▶ **Records provided**
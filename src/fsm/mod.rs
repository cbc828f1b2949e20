//! Function-pointer lifecycle state machine.
//!
//! ```text
//! ┌──────────────────────────────────────────────────────────────┐
//! │  StateTable                                                  │
//! │  ┌──────────────────┬──────────┬─────────┬─────────────────┐ │
//! │  │ StateId          │ on_enter │ on_exit │ on_update       │ │
//! │  ├──────────────────┼──────────┼─────────┼─────────────────┤ │
//! │  │ Booting          │ fn(ctx)  │    -    │ fn(ctx)->Option │ │
//! │  │ Active           │ fn(ctx)  │    -    │ fn(ctx)->Option │ │
//! │  │ DisplaySleeping  │ fn(ctx)  │    -    │ fn(ctx)->Option │ │
//! │  │ IdlePolling      │ fn(ctx)  │    -    │ fn(ctx)->Option │ │
//! │  │ DeepSleepPending │ fn(ctx)  │    -    │ fn(ctx)->Option │ │
//! │  │ DeepSleep        │    -     │    -    │ fn(ctx)->Option │ │
//! │  └──────────────────┴──────────┴─────────┴─────────────────┘ │
//! └──────────────────────────────────────────────────────────────┘
//! ```
//!
//! Each tick the engine calls `on_update` for the current state with the
//! inputs the service collected, runs `on_exit`/`on_enter` on a transition,
//! and then clears the inputs.  Handlers only talk to the outside world
//! through [`LifecycleContext::commands`].

pub mod context;
pub mod states;

use context::{LifecycleContext, LifecycleInputs};
use log::info;

// ---------------------------------------------------------------------------
// State identity
// ---------------------------------------------------------------------------

/// Must stay in sync with the table built in [`states::build_state_table`].
#[derive(Debug, Clone, Copy, PartialEq, Eq, Hash)]
#[repr(u8)]
pub enum StateId {
    Booting = 0,
    Active = 1,
    DisplaySleeping = 2,
    IdlePolling = 3,
    DeepSleepPending = 4,
    DeepSleep = 5,
}

impl StateId {
    pub const COUNT: usize = 6;

    /// Convert an index back to `StateId`.  Out-of-range indices assert in
    /// debug builds and fall back to `DeepSleepPending` in release.
    pub fn from_index(idx: usize) -> Self {
        match idx {
            0 => Self::Booting,
            1 => Self::Active,
            2 => Self::DisplaySleeping,
            3 => Self::IdlePolling,
            4 => Self::DeepSleepPending,
            5 => Self::DeepSleep,
            _ => {
                debug_assert!(false, "invalid state index: {idx}");
                Self::DeepSleepPending
            }
        }
    }
}

// ---------------------------------------------------------------------------
// Function-pointer type aliases
// ---------------------------------------------------------------------------

pub type StateActionFn = fn(&mut LifecycleContext);

/// Returns `Some(next)` to trigger a transition, or `None` to stay.
pub type StateUpdateFn = fn(&mut LifecycleContext) -> Option<StateId>;

// ---------------------------------------------------------------------------
// State descriptor (one row in the table)
// ---------------------------------------------------------------------------

pub struct StateDescriptor {
    pub id: StateId,
    pub name: &'static str,
    pub on_enter: Option<StateActionFn>,
    pub on_exit: Option<StateActionFn>,
    pub on_update: StateUpdateFn,
}

// ---------------------------------------------------------------------------
// FSM engine
// ---------------------------------------------------------------------------

pub struct Fsm {
    table: [StateDescriptor; StateId::COUNT],
    current: usize,
    tick_count: u64,
    state_entry_tick: u64,
}

impl Fsm {
    pub fn new(table: [StateDescriptor; StateId::COUNT], initial: StateId) -> Self {
        Self {
            table,
            current: initial as usize,
            tick_count: 0,
            state_entry_tick: 0,
        }
    }

    /// Lifecycle machine starting in `Booting`.
    pub fn lifecycle() -> Self {
        Self::new(states::build_state_table(), StateId::Booting)
    }

    /// Run the initial `on_enter`.  Call once before the first `tick()`.
    pub fn start(&mut self, ctx: &mut LifecycleContext) {
        info!("FSM starting in state: {}", self.table[self.current].name);
        if let Some(enter) = self.table[self.current].on_enter {
            enter(ctx);
        }
    }

    /// Advance by one tick.
    ///
    /// 1. Call `on_update` for the current state.
    /// 2. On `Some(next)`: `on_exit(current)` → update pointer → `on_enter(next)`.
    /// 3. Clear the inputs consumed by this tick.
    pub fn tick(&mut self, ctx: &mut LifecycleContext) -> Option<(StateId, StateId)> {
        self.tick_count += 1;
        ctx.ticks_in_state = self.tick_count - self.state_entry_tick;
        ctx.total_ticks = self.tick_count;

        let from = self.current_state();
        let next = (self.table[self.current].on_update)(ctx);
        ctx.inputs = LifecycleInputs::default();

        match next {
            Some(next_id) if next_id != from => {
                self.transition(next_id, ctx);
                Some((from, next_id))
            }
            _ => None,
        }
    }

    /// Force an immediate transition, bypassing `on_update`.
    pub fn force_transition(&mut self, next: StateId, ctx: &mut LifecycleContext) {
        if next as usize != self.current {
            self.transition(next, ctx);
        }
    }

    pub fn current_state(&self) -> StateId {
        StateId::from_index(self.current)
    }

    pub fn ticks_in_current_state(&self) -> u64 {
        self.tick_count - self.state_entry_tick
    }

    // -----------------------------------------------------------------------
    // Internal
    // -----------------------------------------------------------------------

    fn transition(&mut self, next_id: StateId, ctx: &mut LifecycleContext) {
        let next_idx = next_id as usize;

        info!(
            "FSM transition: {} -> {}",
            self.table[self.current].name, self.table[next_idx].name
        );

        if let Some(exit) = self.table[self.current].on_exit {
            exit(ctx);
        }

        self.current = next_idx;
        self.state_entry_tick = self.tick_count;
        ctx.ticks_in_state = 0;

        if let Some(enter) = self.table[self.current].on_enter {
            enter(ctx);
        }
    }
}
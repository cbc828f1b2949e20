//! Unified error types for the LevelSense firmware.
//!
//! Every subsystem error converts into [`Error`], so the event loop can log
//! any failure through one `Display` path.  All variants are `Copy` so they
//! travel through the service and the state machine without allocation.
//!
//! Only [`Error::SleepArm`] is fatal.  Everything else is logged and
//! absorbed by the caller.

use core::fmt;

use crate::app::ports::ConfigError;
use crate::logstore::LogError;

// ---------------------------------------------------------------------------
// Top-level firmware error
// ---------------------------------------------------------------------------

#[derive(Debug, Clone, Copy, PartialEq, Eq)]
pub enum Error {
    /// Configuration file missing, unreadable or malformed.
    ConfigLoad(ConfigError),
    /// The peer link could not be brought up (ESP-IDF error code).
    TransportInit(i32),
    /// A frame could not be handed to the transport.
    Send(SendError),
    /// Persistent log rejected a write or could not be read.
    Log(LogError),
    /// A sensor read failed; the previous value stays in place.
    Sensor(SensorError),
    /// A wake source could not be armed.  The device must not sleep.
    SleepArm(SleepArmError),
}

impl fmt::Display for Error {
    fn fmt(&self, f: &mut fmt::Formatter<'_>) -> fmt::Result {
        match self {
            Self::ConfigLoad(e) => write!(f, "config: {e}"),
            Self::TransportInit(rc) => write!(f, "transport init failed (rc={rc})"),
            Self::Send(e) => write!(f, "send: {e}"),
            Self::Log(e) => write!(f, "log: {e}"),
            Self::Sensor(e) => write!(f, "sensor: {e}"),
            Self::SleepArm(e) => write!(f, "sleep arm: {e}"),
        }
    }
}

impl Error {
    /// Whether the firmware must halt instead of continuing.
    pub const fn is_fatal(&self) -> bool {
        matches!(self, Self::SleepArm(_))
    }
}

impl From<ConfigError> for Error {
    fn from(e: ConfigError) -> Self {
        Self::ConfigLoad(e)
    }
}

impl From<LogError> for Error {
    fn from(e: LogError) -> Self {
        Self::Log(e)
    }
}

// ---------------------------------------------------------------------------
// Sensor errors
// ---------------------------------------------------------------------------

#[derive(Debug, Clone, Copy, PartialEq, Eq)]
pub enum SensorError {
    /// ADC read returned an error.
    AdcReadFailed(i32),
    /// GPIO level could not be sampled.
    GpioReadFailed,
    /// Reading is outside the physically plausible range.
    OutOfRange,
}

impl fmt::Display for SensorError {
    fn fmt(&self, f: &mut fmt::Formatter<'_>) -> fmt::Result {
        match self {
            Self::AdcReadFailed(rc) => write!(f, "ADC read failed (rc={rc})"),
            Self::GpioReadFailed => write!(f, "GPIO read failed"),
            Self::OutOfRange => write!(f, "reading out of range"),
        }
    }
}

impl From<SensorError> for Error {
    fn from(e: SensorError) -> Self {
        Self::Sensor(e)
    }
}

// ---------------------------------------------------------------------------
// Link errors
// ---------------------------------------------------------------------------

#[derive(Debug, Clone, Copy, PartialEq, Eq)]
pub enum SendError {
    /// Payload needs more pages than the frame header can count.
    PayloadTooLarge(usize),
    /// The driver refused the frame (ESP-IDF error code, 0 in simulation).
    Rejected(i32),
    /// No peer is registered.
    NoPeer,
}

impl fmt::Display for SendError {
    fn fmt(&self, f: &mut fmt::Formatter<'_>) -> fmt::Result {
        match self {
            Self::PayloadTooLarge(len) => write!(f, "payload of {len} bytes too large"),
            Self::Rejected(rc) => write!(f, "frame rejected (rc={rc})"),
            Self::NoPeer => write!(f, "no peer registered"),
        }
    }
}

impl From<SendError> for Error {
    fn from(e: SendError) -> Self {
        Self::Send(e)
    }
}

// ---------------------------------------------------------------------------
// Sleep arming errors
// ---------------------------------------------------------------------------

#[derive(Debug, Clone, Copy, PartialEq, Eq)]
pub enum SleepArmError {
    /// External pin wake source rejected (ESP-IDF error code).
    ExternalPin(i32),
    /// Timer wake source rejected (ESP-IDF error code).
    Timer(i32),
}

impl fmt::Display for SleepArmError {
    fn fmt(&self, f: &mut fmt::Formatter<'_>) -> fmt::Result {
        match self {
            Self::ExternalPin(rc) => write!(f, "external pin wakeup (rc={rc})"),
            Self::Timer(rc) => write!(f, "timer wakeup (rc={rc})"),
        }
    }
}

impl From<SleepArmError> for Error {
    fn from(e: SleepArmError) -> Self {
        Self::SleepArm(e)
    }
}

// ---------------------------------------------------------------------------
// Convenience Result alias
// ---------------------------------------------------------------------------

/// Firmware-wide `Result` alias.
pub type Result<T> = core::result::Result<T, Error>;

▶ **Instructions for the task**
Which lines in the listing hold the word "back"? Copy them out.

▶ **Solution for this exercise**
    /// Convert an index back to `StateId`.  Out-of-range indices assert in
    /// debug builds and fall back to `DeepSleepPending` in release.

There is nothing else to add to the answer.